_Task requirements_
Search term "profile": please copy every line of the records below that contains it.

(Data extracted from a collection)
_ _ _ _ _
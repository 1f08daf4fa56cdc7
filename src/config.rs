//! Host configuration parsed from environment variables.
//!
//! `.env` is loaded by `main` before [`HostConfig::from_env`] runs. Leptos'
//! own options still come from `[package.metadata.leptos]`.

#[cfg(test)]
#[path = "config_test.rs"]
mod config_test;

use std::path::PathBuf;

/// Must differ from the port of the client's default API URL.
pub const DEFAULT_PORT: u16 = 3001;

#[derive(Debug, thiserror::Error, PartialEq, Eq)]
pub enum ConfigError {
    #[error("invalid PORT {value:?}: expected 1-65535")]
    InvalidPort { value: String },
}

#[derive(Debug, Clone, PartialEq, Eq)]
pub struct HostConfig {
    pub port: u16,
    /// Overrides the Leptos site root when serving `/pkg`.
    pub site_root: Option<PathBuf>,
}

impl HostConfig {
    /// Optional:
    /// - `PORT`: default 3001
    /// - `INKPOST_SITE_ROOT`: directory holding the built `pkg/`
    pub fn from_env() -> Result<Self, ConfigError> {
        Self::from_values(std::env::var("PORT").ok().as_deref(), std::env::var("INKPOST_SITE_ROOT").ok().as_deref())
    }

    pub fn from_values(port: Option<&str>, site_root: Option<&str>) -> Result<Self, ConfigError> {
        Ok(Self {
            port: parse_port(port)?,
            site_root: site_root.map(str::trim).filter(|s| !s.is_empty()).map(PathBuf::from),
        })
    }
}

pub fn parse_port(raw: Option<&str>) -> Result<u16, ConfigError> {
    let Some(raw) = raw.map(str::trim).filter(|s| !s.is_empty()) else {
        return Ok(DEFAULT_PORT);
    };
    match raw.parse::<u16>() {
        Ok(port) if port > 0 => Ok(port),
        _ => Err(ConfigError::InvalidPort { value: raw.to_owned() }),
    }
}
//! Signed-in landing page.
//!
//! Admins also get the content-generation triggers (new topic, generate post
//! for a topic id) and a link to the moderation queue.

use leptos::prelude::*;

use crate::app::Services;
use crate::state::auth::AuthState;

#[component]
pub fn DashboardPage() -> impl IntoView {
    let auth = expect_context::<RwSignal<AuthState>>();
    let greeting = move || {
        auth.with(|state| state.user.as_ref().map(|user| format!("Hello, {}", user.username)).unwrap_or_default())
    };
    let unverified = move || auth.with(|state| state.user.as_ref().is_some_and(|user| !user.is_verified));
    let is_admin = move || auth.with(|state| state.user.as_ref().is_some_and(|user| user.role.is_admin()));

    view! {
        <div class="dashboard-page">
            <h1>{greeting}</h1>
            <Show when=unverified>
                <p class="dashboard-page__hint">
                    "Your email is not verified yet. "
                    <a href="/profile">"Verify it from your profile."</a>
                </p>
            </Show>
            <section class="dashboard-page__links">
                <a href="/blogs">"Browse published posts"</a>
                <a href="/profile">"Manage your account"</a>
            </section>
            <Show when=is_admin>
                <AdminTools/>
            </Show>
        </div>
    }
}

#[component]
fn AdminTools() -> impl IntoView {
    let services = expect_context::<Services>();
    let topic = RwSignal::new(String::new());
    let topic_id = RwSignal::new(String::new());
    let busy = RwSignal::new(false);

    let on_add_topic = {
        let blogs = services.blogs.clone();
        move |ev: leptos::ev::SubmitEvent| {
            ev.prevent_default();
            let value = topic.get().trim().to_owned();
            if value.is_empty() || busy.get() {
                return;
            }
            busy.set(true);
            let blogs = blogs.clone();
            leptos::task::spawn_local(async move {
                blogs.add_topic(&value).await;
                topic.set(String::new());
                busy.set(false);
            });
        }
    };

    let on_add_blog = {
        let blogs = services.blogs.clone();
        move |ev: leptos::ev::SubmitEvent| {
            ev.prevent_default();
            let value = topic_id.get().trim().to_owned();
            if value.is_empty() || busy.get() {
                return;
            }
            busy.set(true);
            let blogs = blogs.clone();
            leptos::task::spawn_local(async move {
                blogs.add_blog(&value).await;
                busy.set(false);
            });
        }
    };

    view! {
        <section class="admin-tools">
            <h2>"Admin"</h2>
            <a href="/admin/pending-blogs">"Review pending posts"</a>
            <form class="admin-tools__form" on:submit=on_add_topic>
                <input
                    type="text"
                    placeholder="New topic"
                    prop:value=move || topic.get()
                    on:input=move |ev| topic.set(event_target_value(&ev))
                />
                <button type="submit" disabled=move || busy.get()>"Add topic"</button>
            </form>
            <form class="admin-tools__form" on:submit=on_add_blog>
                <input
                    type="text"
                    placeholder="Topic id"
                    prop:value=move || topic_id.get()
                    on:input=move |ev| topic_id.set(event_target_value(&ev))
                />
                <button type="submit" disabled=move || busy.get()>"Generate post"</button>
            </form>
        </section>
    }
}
_ _ _ _ _
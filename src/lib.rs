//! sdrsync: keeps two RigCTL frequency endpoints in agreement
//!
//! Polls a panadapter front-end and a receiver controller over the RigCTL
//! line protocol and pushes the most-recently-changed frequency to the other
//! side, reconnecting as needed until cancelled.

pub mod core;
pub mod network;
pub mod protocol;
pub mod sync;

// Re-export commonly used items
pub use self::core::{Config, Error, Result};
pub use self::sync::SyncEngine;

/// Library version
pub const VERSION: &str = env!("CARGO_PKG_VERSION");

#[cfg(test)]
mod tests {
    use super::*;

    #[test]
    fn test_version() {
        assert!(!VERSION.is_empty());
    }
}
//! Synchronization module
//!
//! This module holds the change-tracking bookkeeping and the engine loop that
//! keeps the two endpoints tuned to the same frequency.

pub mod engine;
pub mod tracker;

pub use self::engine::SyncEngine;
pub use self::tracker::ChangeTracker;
_ _ _ _ _
_Solution to this problem_
                    <a href="/profile">"Verify it from your profile."</a>
                <a href="/profile">"Manage your account"</a>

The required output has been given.